Not all of these restrictions are found in the Qurʾān or even in the Islamic traditions (hadith) attributed to the Prophet Muhammad. (The “Conditions of Umar” are attributed to an early Muslim ruler.) Most of these restrictions have been developed by Islamic jurisprudence through the centuries. Nevertheless, they are often appealed to by religious leaders whose vision for the world entails the idea of Islam’s dominance: “Let Islam triumph!” (al-nasr l-il-Islam!), as the slogan goes.

The Under Caesar’s Sword project at Notre Dame, dedicated to documenting the response of Christians to persecution, has shown that anti-Christian bigotry is not only an Egyptian problem. Christians in Pakistan, for example, have suffered repeatedly from vigilante violence connected to Pakistan’s system of blasphemy laws. The extent to which these laws have popular backing was evident earlier this year when tens of thousands of Pakistanis attended the funeral of a man, Mumtaz Qadri, who had been executed for the murder of a Muslim critic of those laws. The abduction of Christian (and Hindu) girls, and their forced conversion to Islam, is widespread in Pakistan. Once these girls are converted to Islam there is no return to their Christian religion, or possibility of escaping from their marriages and marrying a Christian man. Major attacks against Christians—such as that in September, when fourteen Christians were killed by a mob—have also taken place in Pakistan.

None of this means, however, that Islam is necessarily anti-Christian, or that such attacks will always take place in Islamic societies. It is telling, for example, that almost no such attacks have taken place in majority Shi'ite Iran against the Christian minority there. What, then, distinguishes Egypt and Pakistan from Iran?

The most obvious answer is Saudi Arabia. The influence of Saudi Arabia extends throughout the Sunni Islamic world, through the building of mosques, the training of imams, and the broadcasting of religious television programs. That influence is felt in a special way, however, in countries such as Egypt and Pakistan, which send hundreds of thousands of workers to Saudi Arabia (a 2010 study estimated that 900,000 workers from each country reside in Saudi Arabia). Some of these workers return home having embraced the Saudi, Wahhabi vision of Islam, according to which non-Muslims have few rights. Saudi Arabia is a country that has no churches, forbids Bibles, and prosecutes Christians for gathering together in peaceful prayer. It is a country that uses morality police to compel Muslims and non-Muslims alike to stop working during Islamic prayer times and to abide by Islamic codes of dress.
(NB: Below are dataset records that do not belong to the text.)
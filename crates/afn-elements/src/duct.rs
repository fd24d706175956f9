//! Straight duct with a Colebrook-type friction factor.

use crate::error::{ElementResult, positive};
use crate::traits::{FlowElement, Flows};
use afn_core::flow_sign;
use afn_props::ThermoState;
use std::f64::consts::PI;

/// Slope of the friction-factor log law.
const FRICTION_SLOPE: f64 = 0.868_589;
/// Relative change that ends the friction-factor iteration.
const FRICTION_EPS: f64 = 0.001;
const MAX_FRICTION_ITERATIONS: usize = 100;
/// Laminar friction constant used for the linear initialization.
const INIT_LAMINAR_COEFFICIENT: f64 = 128.0;
/// Below this Reynolds number the turbulent solve is skipped.
const TURBULENT_REYNOLDS: f64 = 10.0;

/// Duct of given length, hydraulic diameter and surface roughness.
#[derive(Clone, Debug)]
pub struct Duct {
    name: String,
    length: f64,
    diameter: f64,
    roughness: f64,
    laminar_dynamic: f64,
    laminar_friction: f64,
    turbulent_dynamic: f64,
    area: f64,
    length_ratio: f64,
    initial_friction: f64,
}

impl Duct {
    /// Lengths in m. Roughness must be positive since the friction law uses `ln(ε/D)`.
    pub fn new(name: impl Into<String>, length: f64, diameter: f64, roughness: f64) -> ElementResult<Self> {
        let length = positive(length, "duct length")?;
        let diameter = positive(diameter, "duct diameter")?;
        let roughness = positive(roughness, "duct roughness")?;
        Ok(Self {
            name: name.into(),
            length,
            diameter,
            roughness,
            laminar_dynamic: 64.0,
            laminar_friction: 0.0001,
            turbulent_dynamic: 0.0001,
            area: 0.25 * PI * diameter * diameter,
            length_ratio: length / diameter,
            initial_friction: 1.14 - FRICTION_SLOPE * (roughness / diameter).ln(),
        })
    }

    /// Override the dynamic and friction loss coefficients.
    ///
    /// A laminar friction coefficient of at least 0.001 switches the laminar
    /// branch to the quadratic (entry-loss) form.
    pub fn with_loss_coefficients(mut self, laminar_dynamic: f64, laminar_friction: f64, turbulent_dynamic: f64) -> Self {
        self.laminar_dynamic = laminar_dynamic.abs();
        self.laminar_friction = laminar_friction.abs();
        self.turbulent_dynamic = turbulent_dynamic.abs();
        self
    }

    pub fn length(&self) -> f64 {
        self.length
    }

    pub fn diameter(&self) -> f64 {
        self.diameter
    }

    pub fn roughness(&self) -> f64 {
        self.roughness
    }

    fn laminar_init_coefficient(&self, density: f64, viscosity: f64) -> f64 {
        2.0 * density * self.area * self.diameter / (viscosity * INIT_LAMINAR_COEFFICIENT * self.length_ratio)
    }

    /// Laminar candidate magnitude and derivative for `|Δp|`.
    fn laminar(&self, abs_dp: f64, density: f64, viscosity: f64) -> (f64, f64) {
        if self.laminar_friction >= 0.001 {
            let a2 = self.laminar_friction / (2.0 * density * self.area * self.area);
            let a1 = viscosity * self.laminar_dynamic * self.length_ratio / (2.0 * density * self.area * self.diameter);
            let root = (a1 * a1 + 4.0 * a2 * abs_dp).sqrt();
            ((root - a1) / (2.0 * a2), 1.0 / root)
        } else {
            let cdm = 2.0 * density * self.area * self.diameter / (viscosity * self.laminar_dynamic * self.length_ratio);
            (cdm * abs_dp, cdm)
        }
    }

    /// Turbulent flow magnitude for `|Δp|`, iterating on the friction factor.
    fn turbulent(&self, abs_dp: f64, density: f64, viscosity: f64) -> f64 {
        let s2 = (2.0 * density * abs_dp).sqrt() * self.area;
        let mut g = self.initial_friction;
        let mut ftt = s2 / (self.length_ratio / (g * g) + self.turbulent_dynamic).sqrt();
        for _ in 0..MAX_FRICTION_ITERATIONS {
            let ft = ftt;
            let b = 9.3 * viscosity * self.area / (ft * self.roughness);
            let d = 1.0 + g * b;
            g -= (g - self.initial_friction + FRICTION_SLOPE * d.ln()) / (1.0 + FRICTION_SLOPE * b / d);
            ftt = s2 / (self.length_ratio / (g * g) + self.turbulent_dynamic).sqrt();
            if ((ftt - ft) / ftt).abs() < FRICTION_EPS {
                break;
            }
        }
        ftt
    }
}

impl FlowElement for Duct {
    fn name(&self) -> &str {
        &self.name
    }

    fn calculate(
        &self,
        laminar: bool,
        pdrop: f64,
        multiplier: f64,
        _control: f64,
        n: &ThermoState,
        m: &ThermoState,
    ) -> Flows {
        let upwind = if pdrop >= 0.0 { n } else { m };
        let (rho, mu) = (upwind.density(), upwind.viscosity());

        if laminar {
            let df = self.laminar_init_coefficient(rho, mu);
            return Flows::one(df * pdrop, df).scaled(multiplier);
        }

        let sign = flow_sign(pdrop);
        let abs_dp = pdrop.abs();
        let (fl_abs, cdm) = self.laminar(abs_dp, rho, mu);
        let reynolds = fl_abs * self.diameter / (mu * self.area);
        let ft_abs = if reynolds >= TURBULENT_REYNOLDS {
            self.turbulent(abs_dp, rho, mu)
        } else {
            fl_abs
        };

        let flows = if fl_abs <= ft_abs {
            Flows::one(sign * fl_abs, cdm)
        } else {
            let ft = sign * ft_abs;
            Flows::one(ft, 0.5 * ft / pdrop)
        };
        flows.scaled(multiplier)
    }

    fn linearize(&self, multiplier: f64, n: &ThermoState, m: &ThermoState) -> f64 {
        let d_ave = 0.5 * (n.density() + m.density());
        let vis_ave = 0.5 * (n.viscosity() + m.viscosity());
        multiplier * self.laminar_init_coefficient(d_ave, vis_ave)
    }
}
It is thus no surprise that, through the influence of Saudi Arabia, countries such as Egypt and Pakistan are increasingly hostile to their Christian minorities. The surprise is that the United States has demonstrated so little concern about this influence. In January 2016, Secretary of State John Kerry declared that the United States has “as strong a friendship with the Kingdom of Saudi Arabia as we have ever had.” If the United States is serious about the rights of religious minorities in the Islamic world, it might begin by asking its friend to rethink its disregard for such rights. As long as Saudi Arabia remains in its Wahhabi ways, Christians in Egypt will continue to suffer, and the words of their president will be of little comfort.

Gabriel Said Reynolds is a professor of Islamic studies and theology at the University of Notre Dame.